Ingest a high daily volume of datasets
Founded in 1938, Fannie Mae deals with the same challenges as many mature corporations, including legacy environments and data silos.
As a $110 billion company that is the leading source of financing for mortgage lenders, Fannie Mae’s increasingly data-centric business wanted to transition to an agile, more responsive data lake. The company sought to create a modern data environment that ensured the right data got to the right person at the right time.
Fannie Mae set a governance standard whereby every dataset and field in the data lake was completely documented. In fact, each dataset goes through a design process where it gets curated and assigned a unique identifier, which stays with it no matter where it gets copied. Each dataset also has an elaborate set of properties that have to be filled out before the identifier can be issued.
While this process made the data more accessible, it was taking too much time. It could take days, weeks or even months from the time the design was approved to when data was actually generated and transferred from the IMR design time system into the data lake.
Meanwhile, several of Fannie Mae’s high-velocity apps continued to generate more than 10 million new files every day, clogging up the slow design process even further. These new files also needed to be integrated into the data lake, which required an API-based automated solution.
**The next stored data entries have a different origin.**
//! Job detail route (`/jobs/:id`).
//!
//! SYSTEM CONTEXT
//! ==============
//! Parent of `JobDetail` in its page variant. Resolves the job from the
//! shared list (fetching it directly on a cold load), submits applications,
//! and turns "back" into navigation to the board.

use leptos::prelude::*;
use leptos_router::NavigateOptions;
use leptos_router::hooks::{use_navigate, use_params_map};
use listings::Job;

use crate::components::job_detail::{DetailVariant, JobDetail};
use crate::state::jobs::JobsState;

#[component]
pub fn JobPage() -> impl IntoView {
    let jobs = expect_context::<RwSignal<JobsState>>();
    let params = use_params_map();
    let navigate = use_navigate();

    let job_id = move || params.read().get("id").unwrap_or_default();
    let job = Memo::new(move |_| {
        let id = job_id();
        jobs.with(|s| s.job_by_id(&id).cloned())
    });
    let fetch_error = RwSignal::new(None::<String>);

    Effect::new(move || {
        let id = job_id();
        if id.is_empty() || jobs.with_untracked(|s| s.job_by_id(&id).is_some()) {
            return;
        }
        load_job(jobs, fetch_error, id);
    });

    let go_back = RwSignal::new(false);
    Effect::new(move || {
        if go_back.get() {
            go_back.set(false);
            navigate("/", NavigateOptions::default());
        }
    });

    let on_back = Callback::new(move |()| go_back.set(true));
    let on_apply = Callback::new(move |job: Job| submit_application(jobs, job.id));

    let is_applying = Signal::derive(move || {
        let id = job_id();
        jobs.with(|s| s.is_applying(&id))
    });
    let has_applied = Signal::derive(move || {
        let id = job_id();
        jobs.with(|s| s.has_applied(&id))
    });
    let apply_error = move || {
        let id = job_id();
        jobs.with(|s| s.apply_error_for(&id).map(str::to_owned))
    };

    view! {
        <div class="job-page">
            {move || match (job.get(), fetch_error.get()) {
                (Some(job), _) => view! {
                    <JobDetail
                        job=job
                        variant=DetailVariant::Page
                        is_applying=is_applying
                        has_applied=has_applied
                        on_back=on_back
                        on_apply=on_apply
                    />
                }
                .into_any(),
                (None, Some(message)) => view! {
                    <div class="job-page__error" role="alert">
                        <p>{message}</p>
                        <a class="btn" href="/">"Back to jobs"</a>
                    </div>
                }
                .into_any(),
                (None, None) => view! {
                    <div class="job-page__loading" role="status">"Loading job..."</div>
                }
                .into_any(),
            }}
            <Show when=move || has_applied.get()>
                <p class="job-page__notice">"Application sent. The restaurant will reach out."</p>
            </Show>
            {move || apply_error().map(|message| view! {
                <p class="job-page__apply-error" role="alert">{message}</p>
            })}
        </div>
    }
}

fn load_job(jobs: RwSignal<JobsState>, fetch_error: RwSignal<Option<String>>, job_id: String) {
    fetch_error.set(None);

    #[cfg(feature = "hydrate")]
    leptos::task::spawn_local(async move {
        match crate::net::api::fetch_job(&job_id).await {
            Ok(job) => jobs.update(|s| s.upsert_job(job)),
            Err(e) => {
                log::warn!("job {job_id} load failed: {e}");
                fetch_error.set(Some(e));
            }
        }
    });
    #[cfg(not(feature = "hydrate"))]
    {
        let _ = (jobs, job_id);
        fetch_error.set(Some("Jobs can only be loaded in the browser.".to_owned()));
    }
}

fn submit_application(jobs: RwSignal<JobsState>, job_id: String) {
    let mut started = false;
    jobs.update(|s| started = s.begin_apply(&job_id));
    if !started {
        return;
    }

    #[cfg(feature = "hydrate")]
    leptos::task::spawn_local(async move {
        let request = crate::net::api::ApplicationRequest::default();
        match crate::net::api::submit_application(&job_id, &request).await {
            Ok(receipt) => {
                log::info!(
                    "application {} sent for job {job_id} at {}",
                    receipt.application_id,
                    receipt.received_at
                );
                jobs.update(|s| s.finish_apply(&job_id));
            }
            Err(e) => {
                log::warn!("application for job {job_id} failed: {e}");
                jobs.update(|s| s.fail_apply(&job_id, e));
            }
        }
    });
    #[cfg(not(feature = "hydrate"))]
    jobs.update(|s| s.fail_apply(&job_id, "Applications can only be sent from the browser.".to_owned()));
}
Dataset Preregistration and Metadata Versioning Accelerate Analytics and Insights
As part of its wholesale data transformation to a modern data infrastructure, Fannie Mae integrated Lumada Data Catalog. With its extensive APIs, Lumada Data Catalog supports high-volume applications that generate millions of files daily for preregistration of ingested datasets. The interface allows validation and management of metadata for different roles, including metadata analysts, data stewards, data governors and business data officers. Business data officers at Fannie Mae “ensure that data is fully owned and cared for by business leaders, and that new initiatives consider the creation, ongoing quality, and effective usage of data from the outset,” according to a recent Forbes report.*
Metadata versioning allows capture and display of technical metadata provided by the ingesting application, including file location, file size, file format, time of ingestion, partition and so forth. The solution can catch unresolved schema evolution in order to produce discrepancy reports between reported and inferred schema. That data is then made available to business end users in a robust self-service “marketplace” UI. The UI features complex custom properties presented simply and cohesively to enable end users to quickly find and utilize the data.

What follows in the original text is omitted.